Sunday, July 12, 2015

Sonnets by Michelangelo




XVI.   LOVE AND ART. 

SI come nella penna. 

As pen and ink alike serve him who sings 
In high or low or intermediate style ; 
As the same stone hath shapes both rich and vile 
To match the fancies that each master brings ; 
So, my loved lord, within thy bosom springs 

Pride mixed with meekness and kind thoughts that 
smile : 
Whence I draw nought, my sad self to beguile, 
But what my face shows dark imaginings. 
He who for seed sows sorrow, tears, and sighs, 

(The dews that fall from heaven, though pure and 
clear, 
From different germs take divers qualities) 
Must needs reap grief and garner weeping eyes ; 
And he who looks on beauty with sad cheer, 
Gains doubtful hope and certain miseries. 

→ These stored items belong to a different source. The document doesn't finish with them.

// jukebot-server/src/transport.rs
//
// Decodes each track with ffmpeg and pumps raw PCM (s16le, 48 kHz stereo)
// into a sink file or FIFO. One ffmpeg child per started handle.

use std::path::PathBuf;
use std::process::Stdio;
use std::sync::Arc;
use std::sync::atomic::{AtomicU32, Ordering};

use async_trait::async_trait;
use dashmap::DashMap;
use tokio::fs::OpenOptions;
use tokio::io::{AsyncReadExt, AsyncWriteExt};
use tokio::process::{Child, Command};
use tokio::sync::{mpsc, watch};
use tokio_util::sync::CancellationToken;
use tracing::{debug, error, info, warn};

use jukebot_common::error::Collaborator;
use jukebot_common::models::{Track, TransportFinished, TransportHandle, TransportOutcome};
use jukebot_common::traits::Transport;
use jukebot_core::Error;

/// 20 ms of 48 kHz stereo s16le.
const FRAME_BYTES: usize = 3840;

struct Player {
    paused: watch::Sender<bool>,
    cancel: CancellationToken,
    /// f32 bits.
    volume: Arc<AtomicU32>,
}

pub struct FfmpegTransport {
    binary: String,
    sink: PathBuf,
    finished_tx: mpsc::Sender<TransportFinished>,
    players: Arc<DashMap<TransportHandle, Player>>,
}

impl FfmpegTransport {
    pub fn new(binary: impl Into<String>, sink: PathBuf, finished_tx: mpsc::Sender<TransportFinished>) -> Self {
        Self {
            binary: binary.into(),
            sink,
            finished_tx,
            players: Arc::new(DashMap::new()),
        }
    }

    fn spawn_decoder(&self, stream_url: &str) -> Result<Child, Error> {
        Command::new(&self.binary)
            .args(["-reconnect", "1", "-reconnect_streamed", "1", "-reconnect_delay_max", "5"])
            .args(["-loglevel", "error", "-i", stream_url])
            .args(["-f", "s16le", "-ar", "48000", "-ac", "2", "pipe:1"])
            .stdin(Stdio::null())
            .stdout(Stdio::piped())
            .stderr(Stdio::null())
            .kill_on_drop(true)
            .spawn()
            .map_err(|e| Error::fatal(Collaborator::Transport, format!("could not spawn {}: {e}", self.binary)))
    }

    fn player(&self, handle: &TransportHandle) -> Result<dashmap::mapref::one::Ref<'_, TransportHandle, Player>, Error> {
        self.players
            .get(handle)
            .ok_or_else(|| Error::NotFound(format!("transport handle {handle}")))
    }
}

/// Scales interleaved s16le samples in place.
fn apply_gain(frame: &mut [u8], gain: f32) {
    if (gain - 1.0).abs() < f32::EPSILON {
        return;
    }
    for sample in frame.chunks_exact_mut(2) {
        let value = i16::from_le_bytes([sample[0], sample[1]]) as f32 * gain;
        let clamped = value.clamp(i16::MIN as f32, i16::MAX as f32) as i16;
        sample.copy_from_slice(&clamped.to_le_bytes());
    }
}

async fn pump(
    mut child: Child,
    sink: PathBuf,
    mut paused: watch::Receiver<bool>,
    cancel: CancellationToken,
    volume: Arc<AtomicU32>,
) -> TransportOutcome {
    let Some(mut stdout) = child.stdout.take() else {
        return TransportOutcome::Errored;
    };
    let mut out = match OpenOptions::new().create(true).append(true).open(&sink).await {
        Ok(f) => f,
        Err(e) => {
            error!("FfmpegTransport: cannot open sink {}: {}", sink.display(), e);
            let _ = child.kill().await;
            return TransportOutcome::Errored;
        }
    };

    let mut frame = vec![0u8; FRAME_BYTES];
    loop {
        if *paused.borrow() {
            tokio::select! {
                _ = cancel.cancelled() => break,
                res = paused.wait_for(|p| !*p) => {
                    if res.is_err() {
                        break;
                    }
                }
            }
        }
        let read = tokio::select! {
            _ = cancel.cancelled() => break,
            res = stdout.read_exact(&mut frame) => res,
        };
        match read {
            Ok(_) => {}
            Err(e) if e.kind() == std::io::ErrorKind::UnexpectedEof => {
                return match child.wait().await {
                    Ok(status) if status.success() => TransportOutcome::Completed,
                    Ok(status) => {
                        warn!("FfmpegTransport: decoder exited with {}", status);
                        TransportOutcome::Errored
                    }
                    Err(e) => {
                        warn!("FfmpegTransport: wait failed: {}", e);
                        TransportOutcome::Errored
                    }
                };
            }
            Err(e) => {
                warn!("FfmpegTransport: read failed: {}", e);
                let _ = child.kill().await;
                return TransportOutcome::Errored;
            }
        }
        apply_gain(&mut frame, f32::from_bits(volume.load(Ordering::Relaxed)));
        if let Err(e) = out.write_all(&frame).await {
            warn!("FfmpegTransport: sink write failed: {}", e);
            let _ = child.kill().await;
            return TransportOutcome::Errored;
        }
    }

    let _ = child.kill().await;
    TransportOutcome::Superseded
}

#[async_trait]
impl Transport for FfmpegTransport {
    async fn start(&self, handle: &TransportHandle, track: &Track) -> Result<(), Error> {
        let stream = track.stream.as_ref().ok_or_else(|| {
            Error::fatal(Collaborator::Transport, format!("'{}' has no stream", track.title))
        })?;
        let child = self.spawn_decoder(&stream.stream_url)?;

        let (paused_tx, paused_rx) = watch::channel(false);
        let cancel = CancellationToken::new();
        let volume = Arc::new(AtomicU32::new(1.0f32.to_bits()));
        self.players.insert(
            *handle,
            Player {
                paused: paused_tx,
                cancel: cancel.clone(),
                volume: volume.clone(),
            },
        );

        let players = self.players.clone();
        let finished_tx = self.finished_tx.clone();
        let sink = self.sink.clone();
        let handle = *handle;
        let track_id = track.id.clone();
        info!("FfmpegTransport: {} started '{}'", handle, track.title);
        tokio::spawn(async move {
            let outcome = pump(child, sink, paused_rx, cancel, volume).await;
            players.remove(&handle);
            debug!("FfmpegTransport: {} finished ({:?})", handle, outcome);
            let _ = finished_tx
                .send(TransportFinished { handle, track_id, outcome })
                .await;
        });
        Ok(())
    }

    async fn pause(&self, handle: &TransportHandle) -> Result<(), Error> {
        self.player(handle)?.paused.send_replace(true);
        Ok(())
    }

    async fn resume(&self, handle: &TransportHandle) -> Result<(), Error> {
        self.player(handle)?.paused.send_replace(false);
        Ok(())
    }

    /// Idempotent; unknown handles are fine.
    async fn stop(&self, handle: &TransportHandle) -> Result<(), Error> {
        if let Some(player) = self.players.get(handle) {
            player.cancel.cancel();
        }
        Ok(())
    }

    async fn set_volume(&self, handle: &TransportHandle, volume: f32) -> Result<(), Error> {
        self.player(handle)?
            .volume
            .store(volume.clamp(0.0, 2.0).to_bits(), Ordering::Relaxed);
        Ok(())
    }
}
// File: jukebot-core/src/test_utils/helpers.rs

use std::sync::Arc;

use sqlx::postgres::PgPoolOptions;
use sqlx::{Pool, Postgres};
use tokio::sync::mpsc;

use jukebot_common::models::{GuildId, MemberId, StreamDescriptor, Track, TransportFinished};
use jukebot_common::traits::SessionRepository;

use crate::config::{EngineConfig, EngineConfigFile, RetryConfig};
use crate::eventbus::{BotEvent, EventBus, SessionEvent};
use crate::playback::{PlaybackSession, SessionDeps, SessionRegistry};
use crate::repositories::InMemorySessionRepository;
use crate::test_utils::fakes::{FakeResolver, FakeTransport};
use crate::Error;

pub fn guild(n: u64) -> GuildId {
    GuildId::new(n)
}

pub fn member(n: u64) -> MemberId {
    MemberId::new(n)
}

/// A resolved track with id `id`.
pub fn track(id: &str) -> Track {
    unresolved_track(id).with_stream(StreamDescriptor {
        stream_url: format!("memory://{id}"),
        format: Some("pcm".into()),
    })
}

pub fn unresolved_track(id: &str) -> Track {
    Track::new(id, format!("Track {id}"), format!("https://tracks.test/{id}"))
}

pub fn requested_track(id: &str, by: MemberId) -> Track {
    track(id).with_requester(by, format!("member-{by}"))
}

/// Defaults with retry delays short enough for real-time tests.
pub fn test_config() -> EngineConfig {
    config_with(|_| {}).unwrap_or_default()
}

fn fast_retry() -> RetryConfig {
    RetryConfig {
        attempts: 3,
        base_delay_ms: 1,
        max_delay_ms: 5,
    }
}

/// Test defaults adjusted by `f`, then validated.
pub fn config_with(f: impl FnOnce(&mut EngineConfigFile)) -> Result<EngineConfig, Error> {
    let mut raw = EngineConfigFile {
        retry: fast_retry(),
        ..EngineConfigFile::default()
    };
    f(&mut raw);
    EngineConfig::new(raw)
}

/// Fakes wired into `SessionDeps`.
pub struct TestHarness {
    pub resolver: Arc<FakeResolver>,
    pub transport: Arc<FakeTransport>,
    pub repository: Arc<InMemorySessionRepository>,
    pub event_bus: Arc<EventBus>,
    pub config: Arc<EngineConfig>,
    pub transport_rx: Option<mpsc::Receiver<TransportFinished>>,
}

impl TestHarness {
    pub fn new() -> Self {
        Self::with_config(test_config())
    }

    pub fn with_config(config: EngineConfig) -> Self {
        let (transport, rx) = FakeTransport::with_channel();
        Self {
            resolver: Arc::new(FakeResolver::new()),
            transport: Arc::new(transport),
            repository: Arc::new(InMemorySessionRepository::new()),
            event_bus: Arc::new(EventBus::new()),
            config: Arc::new(config),
            transport_rx: Some(rx),
        }
    }

    pub fn deps(&self) -> SessionDeps {
        self.deps_with_repository(self.repository.clone())
    }

    pub fn deps_with_repository(&self, repository: Arc<dyn SessionRepository>) -> SessionDeps {
        SessionDeps {
            resolver: self.resolver.clone(),
            transport: self.transport.clone(),
            repository,
            event_bus: self.event_bus.clone(),
            config: self.config.clone(),
        }
    }

    /// A standalone session, not registered anywhere.
    pub fn session(&self, guild_id: GuildId) -> Arc<PlaybackSession> {
        Arc::new(PlaybackSession::new(guild_id, self.deps()))
    }

    pub fn registry(&self) -> Arc<SessionRegistry> {
        Arc::new(SessionRegistry::new(self.deps()))
    }

    /// A registry whose transport completions are routed back into it.
    pub fn wired_registry(&mut self) -> Arc<SessionRegistry> {
        let registry = self.registry();
        if let Some(rx) = self.transport_rx.take() {
            registry.spawn_transport_listener(rx);
        }
        registry
    }
}

impl Default for TestHarness {
    fn default() -> Self {
        Self::new()
    }
}

/// Everything currently buffered on a subscription.
pub fn drain_events(rx: &mut mpsc::Receiver<BotEvent>) -> Vec<BotEvent> {
    let mut out = Vec::new();
    while let Ok(event) = rx.try_recv() {
        out.push(event);
    }
    out
}

/// Only the session notifications among `events`.
pub fn session_events(events: Vec<BotEvent>) -> Vec<SessionEvent> {
    events
        .into_iter()
        .filter_map(|e| match e {
            BotEvent::Session(s) => Some(s),
            _ => None,
        })
        .collect()
}

/// Connects to `TEST_DATABASE_URL`, or returns `None` when it is not set so
/// database tests can be skipped on machines without Postgres.
pub async fn test_db_pool() -> Result<Option<Pool<Postgres>>, Error> {
    let Ok(url) = std::env::var("TEST_DATABASE_URL") else {
        return Ok(None);
    };
    let pool = PgPoolOptions::new()
        .max_connections(5)
        .connect(&url)
        .await?;
    Ok(Some(pool))
}
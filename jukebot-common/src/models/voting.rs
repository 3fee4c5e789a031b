use crate::models::Track;

#[derive(Debug, Clone, Copy, PartialEq, Eq)]
pub struct VoteResult {
    pub current_count: usize,
    pub required_count: usize,
    pub threshold_met: bool,
}

/// What a skip request ended up doing.
#[derive(Debug, Clone, PartialEq)]
pub enum SkipOutcome {
    /// The track was skipped, either directly or because the vote passed.
    Skipped { track: Track, vote: Option<VoteResult> },
    /// The vote was recorded but the threshold is not met yet.
    Voted(VoteResult),
}

impl SkipOutcome {
    pub fn skipped(&self) -> bool {
        matches!(self, SkipOutcome::Skipped { .. })
    }
}
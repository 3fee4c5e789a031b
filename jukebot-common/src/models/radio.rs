use std::fmt;

#[derive(Debug, Clone, Copy, PartialEq, Eq)]
pub enum RadioDisabledReason {
    /// The per-session limit of generated tracks was reached.
    CapReached { generated: usize },
    /// Turned off on request.
    Requested,
}

impl fmt::Display for RadioDisabledReason {
    fn fmt(&self, f: &mut fmt::Formatter<'_>) -> fmt::Result {
        match self {
            RadioDisabledReason::CapReached { generated } => {
                write!(f, "radio limit reached after {generated} tracks")
            }
            RadioDisabledReason::Requested => f.write_str("radio turned off"),
        }
    }
}
pub mod retry;

pub use retry::retry_with_backoff;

Seven Sonnets of Michelangelo is a song cycle composed by Benjamin Britten (1913–76) for tenor voice and piano in 1940, and published as his Op. 22.   It was written for himself and his life-partner, the tenor Peter Pears (1910–86). The manuscripts of the songs are dated between April and October 1940; but there is some evidence that the cycle had been contemplated, and even begun, as early as 1937.    It consists of settings of seven sonnets, all love songs, by the Italian painter and poet Michelangelo (1475–1564), in the original language:
XVI: "Si come nella penna e nell'inchiostro" ("Just as in pen and ink")
XXI: "A che più debb'io mai l'intensa voglia" ("To what purpose do I express my intense desire")
XXX: "Veggio co' bei vostri occhi un dolce lume" ("I see through your lovely eyes a sweet light")
LV: "Tu sa, ch'io so, signor mie, che tu sai" ("You know that I know, my lord, that you know")
XXXVIII: "Rendete agli occhi miei, o fonte o fiume" ("Give back to my eyes, o fountains and rivers")
XXXII: "S'un casto amor, s'una pietà superna" ("If there is a chaste love, a heavenly pity")
XXIV: "Spirto ben nato, in cui si specchia e vede" ("Noble spirit, in whom is reflected")





XXIV.  THE DOOM OF BEAUTY. 
Spirto ben nato. 

Choice soul, in whom, as in a glass, we see, 
Mirrored in thy pure form and delicate, 
What beauties heaven and nature can create, 
The paragon of all their works to be ! 

Fair soul, in whom love, pity, piety, 

Have found a home, as from thy outward state 
We clearly read, and are so rare and great 
That they adorn none other like to thee ! 

Love takes me captive ; beauty binds my soul ; 
Pity and mercy with their gentle eyes 
Wake in my heart a hope that cannot cheat. 

What law, what destiny, what fell control, 
What cruelty, or late or soon, denies 
That death should spare perfection so complete ? 

Sonnets 16 and 24 as translated by John Addington Symonds.

2 comments:

Brian Joseph said...

I do not think that I ever read or head these before. I find The Doom of Beauty particularly good.I just googled some live performances. Very impressive works!

James said...

Brian,
Thanks for your comment. These sonnets are spectacular - Michelangelo was truly a "Renaissance" man. Britten also set some of Donne's sonnets to music.